# Electric field of a cylindrical capacitor

1. Mar 16, 2012

### Eigenvaluable

1. The problem statement, all variables and given/known data
Calculate the electric field of a cylindrical capacitor comprised of a smaller cylindrical conductor of radius $a$ enclosed within a larger cylindrical conductor of radius $b$ where $b>a$. The smaller cylinder has charge $+Q$ and the larger cylinder has charge $-Q$.

2. Relevant equations
$$\oint \vec{\mathbf{E}} \cdot \vec{\mathbf{dA}} = \frac{Q_{\text{enclosed}}}{\epsilon_0}$$

3. The attempt at a solution
I've already solved the problem, as follows:

Define a Gaussian surface in which the cylinder completely encloses the smaller cylinder and is completely within the larger cylinder, i.e. a Gaussian cylinder with radius $r$ where $a<r<b$.

Furthermore, let $L$ denote the length of the cylinder.

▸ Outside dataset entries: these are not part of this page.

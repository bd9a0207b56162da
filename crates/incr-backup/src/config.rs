//! Configuration for incremental backup sessions

use serde::{Deserialize, Serialize};

use crate::{BackupError, Result};

/// Default granularity: 16 MiB per returned range.
pub const DEFAULT_GRANULARITY: u64 = 16 * 1024 * 1024;

/// File-name prefixes of the engine's own metadata files.
///
/// These files carry no per-checkpoint allocation lists and are always
/// copied whole.
pub const DEFAULT_METADATA_PREFIXES: &[&str] = &["__meta"];

/// Configuration for an incremental backup session
#[derive(Debug, Clone, PartialEq, Eq, Serialize, Deserialize)]
#[serde(default)]
pub struct BackupConfig {
    /// Maximum bytes returned per cursor step
    pub granularity: u64,

    /// Prefixes identifying metadata files that are always fully copied
    pub metadata_prefixes: Vec<String>,
}

impl Default for BackupConfig {
    fn default() -> Self {
        Self {
            granularity: DEFAULT_GRANULARITY,
            metadata_prefixes: DEFAULT_METADATA_PREFIXES
                .iter()
                .map(ToString::to_string)
                .collect(),
        }
    }
}

impl BackupConfig {
    /// Create a configuration with the given granularity
    pub fn new(granularity: u64) -> Self {
        Self {
            granularity,
            ..Default::default()
        }
    }

    /// Parse a configuration from JSON, filling missing fields with defaults
    pub fn from_json(json: &str) -> Result<Self> {
        let config: Self = serde_json::from_str(json)?;
        config.validate()?;
        Ok(config)
    }

    /// Set the granularity
    #[must_use]
    pub const fn with_granularity(mut self, granularity: u64) -> Self {
        self.granularity = granularity;
        self
    }

    /// Replace the metadata prefix allow-list
    #[must_use]
    pub fn with_metadata_prefixes<I, S>(mut self, prefixes: I) -> Self
    where
        I: IntoIterator<Item = S>,
        S: Into<String>,
    {
        self.metadata_prefixes = prefixes.into_iter().map(Into::into).collect();
        self
    }

    /// Check the configuration is usable
    pub fn validate(&self) -> Result<()> {
        if self.granularity == 0 {
            return Err(BackupError::Config(
                "granularity must be at least one byte".to_string(),
            ));
        }
        if self.metadata_prefixes.iter().any(String::is_empty) {
            return Err(BackupError::Config(
                "empty metadata prefix would match every file".to_string(),
            ));
        }
        Ok(())
    }

    /// Whether `file` is an engine metadata file that must be fully copied
    pub fn is_metadata_file(&self, file: &str) -> bool {
        self.metadata_prefixes
            .iter()
            .any(|prefix| file.starts_with(prefix.as_str()))
    }
}
//! Range-list merge engine.
//!
//! Folds two sorted extent lists into their sorted, coalesced union. Extents
//! that overlap or touch (`end(x) >= start(y)`) are fused into one extent
//! spanning both. The output of a merge is always a valid union list: sorted
//! ascending by offset, no zero-length entries, and no two entries
//! overlapping or adjacent.

use crate::range::Extent;

/// Merge two sorted extent lists into `dest`, returning the entry count.
///
/// Both inputs must be sorted ascending by offset. Entries within an input
/// may touch each other; they are fused like entries from different inputs.
/// `dest` is cleared first. The output never holds more than
/// `a.len() + b.len()` entries, so reserving that much capacity up front
/// means the merge performs no allocation.
///
/// When both heads start at the same offset either may be taken first; the
/// fused result is the same.
pub fn merge_into(a: &[Extent], b: &[Extent], dest: &mut Vec<Extent>) -> usize {
    dest.clear();

    let (mut i, mut j) = (0, 0);
    loop {
        let next = match (a.get(i), b.get(j)) {
            (Some(x), Some(y)) => {
                if x.offset <= y.offset {
                    i += 1;
                    *x
                } else {
                    j += 1;
                    *y
                }
            }
            (Some(x), None) => {
                i += 1;
                *x
            }
            (None, Some(y)) => {
                j += 1;
                *y
            }
            (None, None) => break,
        };

        push_fused(dest, next);
    }

    dest.len()
}

/// Merge two sorted extent lists into a freshly allocated union list.
pub fn merge(a: &[Extent], b: &[Extent]) -> Vec<Extent> {
    let mut dest = Vec::with_capacity(a.len() + b.len());
    merge_into(a, b, &mut dest);
    dest
}

/// Append `next` to `dest`, extending the last entry instead when the two
/// touch.
///
/// Extents are clamped so that `offset + length` never exceeds `u64::MAX`.
fn push_fused(dest: &mut Vec<Extent>, next: Extent) {
    let next = Extent::new(next.offset, next.length.min(u64::MAX - next.offset));
    if next.length == 0 {
        return;
    }

    if let Some(last) = dest.last_mut() {
        if next.offset <= last.end() {
            let end = last.end().max(next.end());
            last.length = end - last.offset;
            return;
        }
    }

    dest.push(next);
}

/// Check that `list` is a valid union list: sorted, no empty entries, and
/// no overlapping or adjacent neighbours.
pub fn is_coalesced(list: &[Extent]) -> bool {
    list.iter().all(|e| e.length > 0) && list.windows(2).all(|w| w[0].end() < w[1].offset)
}

/// Total bytes covered by a coalesced list.
pub fn covered_bytes(list: &[Extent]) -> u64 {
    list.iter().map(|e| e.length).sum()
}

#[cfg(test)]
#[allow(clippy::unwrap_used, clippy::expect_used)]
mod tests {
    use super::*;

    fn extents(pairs: &[(u64, u64)]) -> Vec<Extent> {
        pairs.iter().copied().map(Extent::from).collect()
    }

    #[test]
    fn test_merge_disjoint() {
        let a = extents(&[(100, 50)]);
        let b = extents(&[(200, 50)]);
        assert_eq!(merge(&a, &b), extents(&[(100, 50), (200, 50)]));
    }

    #[test]
    fn test_merge_overlap_fuses() {
        let a = extents(&[(100, 100)]);
        let b = extents(&[(150, 100)]);
        assert_eq!(merge(&a, &b), extents(&[(100, 150)]));
    }

    #[test]
    fn test_merge_touching_fuses() {
        let a = extents(&[(0, 100)]);
        let b = extents(&[(100, 20)]);
        assert_eq!(merge(&a, &b), extents(&[(0, 120)]));
    }

    #[test]
    fn test_merge_contained() {
        // b lies entirely inside a, end must not shrink
        let a = extents(&[(0, 1000)]);
        let b = extents(&[(10, 10)]);
        assert_eq!(merge(&a, &b), extents(&[(0, 1000)]));
        assert_eq!(merge(&b, &a), extents(&[(0, 1000)]));
    }

    #[test]
    fn test_merge_bridges_chain() {
        // One long extent in b swallows several entries of a
        let a = extents(&[(0, 10), (20, 10), (40, 10), (100, 5)]);
        let b = extents(&[(5, 40)]);
        assert_eq!(merge(&a, &b), extents(&[(0, 50), (100, 5)]));
    }

    #[test]
    fn test_merge_empty_inputs() {
        let a = extents(&[(10, 10), (30, 10)]);
        assert_eq!(merge(&a, &[]), a);
        assert_eq!(merge(&[], &a), a);
        assert!(merge(&[], &[]).is_empty());
    }

    #[test]
    fn test_merge_equal_starts() {
        let a = extents(&[(50, 10)]);
        let b = extents(&[(50, 30)]);
        assert_eq!(merge(&a, &b), extents(&[(50, 30)]));
        assert_eq!(merge(&b, &a), extents(&[(50, 30)]));
    }

    #[test]
    fn test_merge_into_reuses_capacity() {
        let a = extents(&[(0, 10), (50, 10)]);
        let b = extents(&[(20, 10), (80, 10)]);
        let mut dest = Vec::with_capacity(a.len() + b.len());
        dest.push(Extent::new(999, 1)); // stale contents are discarded
        let ptr = dest.as_ptr();

        let count = merge_into(&a, &b, &mut dest);

        assert_eq!(count, 4);
        assert_eq!(dest.as_ptr(), ptr);
        assert_eq!(dest, extents(&[(0, 10), (20, 10), (50, 10), (80, 10)]));
    }

    #[test]
    fn test_merge_skips_empty_extents() {
        let a = extents(&[(10, 0), (20, 5)]);
        assert_eq!(merge(&a, &[]), extents(&[(20, 5)]));
    }

    #[test]
    fn test_merge_clamps_at_address_space_end() {
        let a = extents(&[(u64::MAX - 10, 100)]);
        let merged = merge(&a, &[]);
        assert_eq!(merged, extents(&[(u64::MAX - 10, 10)]));
        assert_eq!(merged[0].offset + merged[0].length, u64::MAX);

        // Fusing with a neighbour also stays in range
        let b = extents(&[(u64::MAX - 20, 15)]);
        assert_eq!(merge(&a, &b), extents(&[(u64::MAX - 20, 20)]));
    }

    #[test]
    fn test_is_coalesced() {
        assert!(is_coalesced(&[]));
        assert!(is_coalesced(&extents(&[(0, 10), (11, 5)])));
        assert!(!is_coalesced(&extents(&[(0, 10), (10, 5)])));
        assert!(!is_coalesced(&extents(&[(20, 10), (0, 5)])));
        assert!(!is_coalesced(&extents(&[(0, 0)])));
    }

    #[test]
    fn test_covered_bytes() {
        assert_eq!(covered_bytes(&extents(&[(0, 10), (20, 5)])), 15);
    }

    mod proptest_tests {
        use super::*;
        use proptest::prelude::*;

        /// Generate a sorted, internally non-overlapping extent list. Entries
        /// may touch (gap of zero), as raw allocation lists can.
        fn sorted_extents() -> impl Strategy<Value = Vec<Extent>> {
            prop::collection::vec((0u64..64, 1u64..64), 0..24).prop_map(|pairs| {
                let mut pos = 0u64;
                pairs
                    .into_iter()
                    .map(|(gap, len)| {
                        let e = Extent::new(pos + gap, len);
                        pos = e.end();
                        e
                    })
                    .collect()
            })
        }

        /// Byte-level coverage map of a list of extents.
        fn coverage(lists: &[&[Extent]]) -> Vec<bool> {
            let max_end = lists
                .iter()
                .flat_map(|l| l.iter())
                .map(Extent::end)
                .max()
                .unwrap_or(0);
            let mut map = vec![false; max_end as usize];
            for e in lists.iter().flat_map(|l| l.iter()) {
                for byte in e.offset..e.end() {
                    map[byte as usize] = true;
                }
            }
            map
        }

        proptest! {
            #[test]
            fn merge_is_exact_union(a in sorted_extents(), b in sorted_extents()) {
                let merged = merge(&a, &b);

                prop_assert!(is_coalesced(&merged));
                prop_assert!(merged.len() <= a.len() + b.len());

                let expected = coverage(&[&a, &b]);
                let actual = coverage(&[&merged]);
                prop_assert_eq!(actual, expected.clone());
                let measure = expected.iter().filter(|&&set| set).count() as u64;
                prop_assert_eq!(covered_bytes(&merged), measure);
            }

            #[test]
            fn merge_is_commutative(a in sorted_extents(), b in sorted_extents()) {
                prop_assert_eq!(merge(&a, &b), merge(&b, &a));
            }

            #[test]
            fn merge_with_self_is_identity(a in sorted_extents()) {
                let once = merge(&a, &[]);
                prop_assert_eq!(merge(&once, &once), once);
            }
        }
    }
}
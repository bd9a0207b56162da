//! Dirty block range computation for checkpoint-based incremental backup.
//!
//! Given two named checkpoints of a storage file, this crate works out which
//! byte ranges changed between them so a backup client only copies modified
//! blocks. The pieces are:
//!
//! - **Merge engine** ([`merge`]): two-pointer union of sorted extent lists
//! - **Chain reducer** ([`reduce`]): folds per-checkpoint allocation lists
//!   between a start and stop checkpoint into one coalesced [`UnionList`]
//! - **Incremental cursor** ([`cursor`]): lazily computes the union and pages
//!   it out in granularity-sized [`BackupRange`] chunks, falling back to a
//!   whole-file copy when there is no incremental basis
//!
//! The checkpoint metadata store and the file store are collaborators reached
//! through the traits in [`source`].
//!
//! # Example
//!
//! ```rust,ignore
//! use incr_backup::{BackupConfig, BackupSession, IncrementalId};
//! use std::sync::Arc;
//!
//! # fn example(
//! #     checkpoints: Arc<dyn incr_backup::CheckpointSource>,
//! #     files: Arc<dyn incr_backup::FileStore>,
//! # ) -> incr_backup::Result<()> {
//! let session = BackupSession::new(
//!     BackupConfig::default(),
//!     IncrementalId::new("nightly-1", "ckpt.12"),
//!     IncrementalId::new("nightly-2", "ckpt.19"),
//!     checkpoints,
//!     files,
//! )?;
//!
//! let mut cursor = session.open_incremental("collection-7.tbl")?;
//! for range in &mut cursor {
//!     let range = range?;
//!     println!("copy {} bytes at {}", range.length, range.offset);
//! }
//! cursor.close();
//! # Ok(())
//! # }
//! ```

#![warn(missing_docs)]
#![allow(clippy::must_use_candidate)]

use std::fmt;

use thiserror::Error;

// Range-list merge engine
pub mod merge;

// Checkpoint-chain reduction
pub mod reduce;

// Incremental cursor state machine
pub mod cursor;

// Checkpoint metadata and file store collaborators
pub mod source;

// Configuration
pub mod config;

// Sibling full-backup session
pub mod session;

mod range;

pub use config::BackupConfig;
pub use cursor::{CursorState, IncrementalCursor};
pub use range::{BackupRange, Extent, RangeKind};
pub use reduce::UnionList;
pub use session::{BackupSession, IncrementalId};
pub use source::{
    Checkpoint, CheckpointSource, DirFileStore, FileHandle, FileStore, MemoryCheckpointSource,
};

/// Result type for incremental backup operations.
pub type Result<T> = std::result::Result<T, BackupError>;

/// Which end of a checkpoint chain a marker refers to.
#[derive(Debug, Clone, Copy, PartialEq, Eq)]
pub enum CheckpointRole {
    /// Baseline checkpoint, already covered by an earlier backup.
    Start,
    /// Last checkpoint whose allocations are included.
    Stop,
}

impl fmt::Display for CheckpointRole {
    fn fmt(&self, f: &mut fmt::Formatter<'_>) -> fmt::Result {
        match self {
            Self::Start => f.write_str("start"),
            Self::Stop => f.write_str("stop"),
        }
    }
}

/// Errors that can occur while computing or serving backup ranges.
#[derive(Debug, Error)]
pub enum BackupError {
    /// A named start or stop checkpoint does not exist in the chain.
    #[error("incremental backup {role} checkpoint {name} not found")]
    CheckpointNotFound {
        /// Which marker was missing.
        role: CheckpointRole,
        /// The checkpoint name that was looked up.
        name: String,
    },

    /// Nothing (more) to copy for this file.
    ///
    /// Returned when the union of the chain is empty and when a cursor has
    /// been exhausted. This is an end-of-data signal rather than a fault.
    #[error("no data to copy")]
    NoDataToCopy,

    /// Scratch or result buffer reservation failed.
    #[error("allocation failed: {0}")]
    Allocation(String),

    /// The file size could not be determined for a full copy.
    #[error("failed to query size of {file}: {source}")]
    SizeQuery {
        /// File whose size was requested.
        file: String,
        /// Underlying I/O failure.
        #[source]
        source: std::io::Error,
    },

    /// The metadata store has no checkpoint list for the file.
    #[error("checkpoint metadata not found: {0}")]
    MetadataNotFound(String),

    /// I/O error reported by a collaborator.
    #[error("I/O error: {0}")]
    Io(#[from] std::io::Error),

    /// Invalid configuration or backup identifiers.
    #[error("Configuration error: {0}")]
    Config(String),

    /// Operation not valid in the cursor's current state.
    #[error("Invalid state: {0}")]
    InvalidState(String),

    /// The cursor was already closed.
    #[error("cursor is closed")]
    Closed,

    /// JSON parse failure for configuration or metadata.
    #[error("Serialization error: {0}")]
    Serialization(#[from] serde_json::Error),
}

impl BackupError {
    /// Check whether this is the end-of-data signal rather than a real error.
    ///
    /// Callers treat it as "skip this file" or "iteration finished".
    pub const fn is_no_data(&self) -> bool {
        matches!(self, Self::NoDataToCopy)
    }

    /// Check whether this reports something missing (a checkpoint, metadata
    /// or data).
    pub const fn is_not_found(&self) -> bool {
        matches!(
            self,
            Self::CheckpointNotFound { .. } | Self::MetadataNotFound(_) | Self::NoDataToCopy
        )
    }
}

impl From<std::collections::TryReserveError> for BackupError {
    fn from(err: std::collections::TryReserveError) -> Self {
        Self::Allocation(err.to_string())
    }
}

/// Version information for the crate.
pub const VERSION: &str = env!("CARGO_PKG_VERSION");
use sea_orm::{
    entity::prelude::*, sea_query::Expr, DatabaseConnection, PaginatorTrait, QueryOrder, Set,
};
use uuid::Uuid;
use chrono::Utc;
use serde::{Deserialize, Serialize};

use crate::errors::ModelError;

pub const NAME_MAX_CHARS: usize = 100;

#[derive(Clone, Debug, PartialEq, DeriveEntityModel, Serialize, Deserialize)]
#[sea_orm(table_name = "user")]
pub struct Model {
    #[sea_orm(primary_key, auto_increment = false)]
    pub id: Uuid,
    pub name: String,
    #[sea_orm(unique)]
    pub email: String,
    #[serde(skip_serializing)]
    pub password_hash: String,
    pub created_at: DateTimeWithTimeZone,
    pub updated_at: DateTimeWithTimeZone,
}

#[derive(Copy, Clone, Debug, EnumIter, DeriveRelation)]
pub enum Relation {}

impl ActiveModelBehavior for ActiveModel {}

pub fn validate_email(email: &str) -> Result<(), ModelError> {
    if !email.contains('@') { return Err(ModelError::Validation("invalid email".into())); }
    Ok(())
}

/// Same bounds as the request schema: 1..=100 characters, whitespace counts.
pub fn validate_name(name: &str) -> Result<(), ModelError> {
    if name.is_empty() { return Err(ModelError::Validation("name required".into())); }
    if name.chars().count() > NAME_MAX_CHARS { return Err(ModelError::Validation("name too long".into())); }
    Ok(())
}

pub async fn list(db: &DatabaseConnection) -> Result<Vec<Model>, ModelError> {
    Ok(Entity::find().order_by_asc(Column::CreatedAt).all(db).await?)
}

/// `page_idx` is 0-based.
pub async fn list_page(db: &DatabaseConnection, page_idx: u64, per_page: u64) -> Result<Vec<Model>, ModelError> {
    Ok(Entity::find()
        .order_by_asc(Column::CreatedAt)
        .order_by_asc(Column::Id)
        .paginate(db, per_page)
        .fetch_page(page_idx)
        .await?)
}

pub async fn find(db: &DatabaseConnection, id: Uuid) -> Result<Option<Model>, ModelError> {
    Ok(Entity::find_by_id(id).one(db).await?)
}

pub async fn find_by_email(db: &DatabaseConnection, email: &str) -> Result<Option<Model>, ModelError> {
    Ok(Entity::find().filter(Column::Email.eq(email)).one(db).await?)
}

pub async fn email_exists(db: &DatabaseConnection, email: &str) -> Result<bool, ModelError> {
    Ok(Entity::find().filter(Column::Email.eq(email)).count(db).await? > 0)
}

pub async fn create(db: &DatabaseConnection, name: &str, email: &str, password_hash: &str) -> Result<Model, ModelError> {
    validate_email(email)?;
    validate_name(name)?;
    if password_hash.trim().is_empty() { return Err(ModelError::Validation("password hash required".into())); }
    let now = Utc::now().into();
    let am = ActiveModel {
        id: Set(Uuid::new_v4()),
        name: Set(name.to_string()),
        email: Set(email.to_string()),
        password_hash: Set(password_hash.to_string()),
        created_at: Set(now),
        updated_at: Set(now),
    };
    Ok(am.insert(db).await?)
}

/// Returns `false` when no row has this id.
pub async fn update_profile(db: &DatabaseConnection, id: Uuid, name: &str, email: &str) -> Result<bool, ModelError> {
    validate_email(email)?;
    validate_name(name)?;
    let res = Entity::update_many()
        .col_expr(Column::Name, Expr::value(name))
        .col_expr(Column::Email, Expr::value(email))
        .col_expr(Column::UpdatedAt, Expr::value(DateTimeWithTimeZone::from(Utc::now())))
        .filter(Column::Id.eq(id))
        .exec(db)
        .await?;
    Ok(res.rows_affected > 0)
}

/// Returns `false` when no row has this id.
pub async fn update_password(db: &DatabaseConnection, id: Uuid, password_hash: &str) -> Result<bool, ModelError> {
    if password_hash.trim().is_empty() { return Err(ModelError::Validation("password hash required".into())); }
    let res = Entity::update_many()
        .col_expr(Column::PasswordHash, Expr::value(password_hash))
        .col_expr(Column::UpdatedAt, Expr::value(DateTimeWithTimeZone::from(Utc::now())))
        .filter(Column::Id.eq(id))
        .exec(db)
        .await?;
    Ok(res.rows_affected > 0)
}

/// Returns `false` when no row has this id.
pub async fn delete(db: &DatabaseConnection, id: Uuid) -> Result<bool, ModelError> {
    let res = Entity::delete_by_id(id).exec(db).await?;
    Ok(res.rows_affected > 0)
}
#![cfg(test)]
use tokio::sync::OnceCell;
use sea_orm::DatabaseConnection;
use migration::MigratorTrait;
use models::db::connect_with_config;

// Migrations run once per test process; `false` means no usable database
static MIGRATED: OnceCell<bool> = OnceCell::const_new();

pub fn test_config() -> configs::DatabaseConfig {
    let mut cfg = configs::AppConfig::load_or_env()
        .map(|c| c.database)
        .unwrap_or_else(|_| configs::DatabaseConfig { url: models::db::DATABASE_URL.clone(), ..Default::default() });
    cfg.max_connections = cfg.max_connections.max(10);
    cfg.min_connections = cfg.min_connections.min(1);
    cfg.acquire_timeout_secs = 10;
    cfg
}

/// Fresh connection for the current test's runtime, or `None` to skip.
pub async fn get_db() -> Result<Option<DatabaseConnection>, anyhow::Error> {
    common::utils::logging::init_logging_default();
    if std::env::var("SKIP_DB_TESTS").is_ok() {
        return Ok(None);
    }

    let ready = *MIGRATED
        .get_or_init(|| async {
            let db = match connect_with_config(&test_config()).await {
                Ok(db) => db,
                Err(e) => {
                    eprintln!("skip: cannot connect to db: {}", e);
                    return false;
                }
            };
            if let Err(e) = migration::Migrator::up(&db, None).await {
                eprintln!("skip: migrate up failed: {}", e);
                return false;
            }
            true
        })
        .await;
    if !ready {
        return Ok(None);
    }

    let db = connect_with_config(&test_config()).await?;
    Ok(Some(db))
}
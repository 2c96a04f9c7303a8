//! User accounts: three-layer architecture (repository, service, validator).
//!
//! The repository talks to storage, the service hashes passwords and shapes
//! responses, the validator checks request bodies before they reach either.

pub mod domain;
pub mod errors;
pub mod repository;
pub mod repo;
pub mod service;
pub mod validator;

pub use service::UserService;
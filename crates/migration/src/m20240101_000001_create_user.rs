//! Create `user` table.
//!
//! One row per account; the password is stored only as a PHC hash string.
use sea_orm_migration::{prelude::*, schema::*};

#[derive(DeriveMigrationName)]
pub struct Migration;

#[async_trait::async_trait]
impl MigrationTrait for Migration {
    async fn up(&self, manager: &SchemaManager) -> Result<(), DbErr> {
        manager
            .create_table(
                Table::create()
                    .table(User::Table)
                    .if_not_exists()
                    .col(uuid(User::Id).primary_key())
                    .col(string_len(User::Name, 100).not_null())
                    .col(string_len(User::Email, 255).unique_key().not_null())
                    .col(string_len(User::PasswordHash, 255).not_null())
                    .col(timestamp_with_time_zone(User::CreatedAt).not_null())
                    .col(timestamp_with_time_zone(User::UpdatedAt).not_null())
                    .to_owned(),
            )
            .await
    }

    async fn down(&self, manager: &SchemaManager) -> Result<(), DbErr> {
        manager.drop_table(Table::drop().table(User::Table).to_owned()).await
    }
}

#[derive(DeriveIden)]
enum User { Table, Id, Name, Email, PasswordHash, CreatedAt, UpdatedAt }
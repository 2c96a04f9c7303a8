//! Service layer for user-account management on top of `models`.
//! - Separates business logic (hashing, uniqueness, response shaping) from data access.
//! - Reuses entity definitions and row helpers from the `models` crate.
//! - Provides clear error types and documented interfaces.

pub mod pagination;
pub mod password;
pub mod users;
#[cfg(test)]
pub mod test_support;

pub use users::UserService;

$$(2 \pi r L) E = \frac{Q_{\text{enclosed}}}{\epsilon_0}$$
$$E = \frac{Q}{2 \pi r L \epsilon_0}$$

While this is trivially easy, this reference sheet assumes that $L >> b$ prior to calculating anything.

Why must this be done?

Thank you,
Eigenvaluable

2. Mar 16, 2012

### Staff: Mentor

Hello Eigenvaluable, Welcome to PF.

A similar stipulation is made in the analysis of parallel plate capacitors where the plate dimensions are taken to be much larger than the plate separation. Consider the assumptions being made about the field between the capacitor plates. Do they hold true everywhere?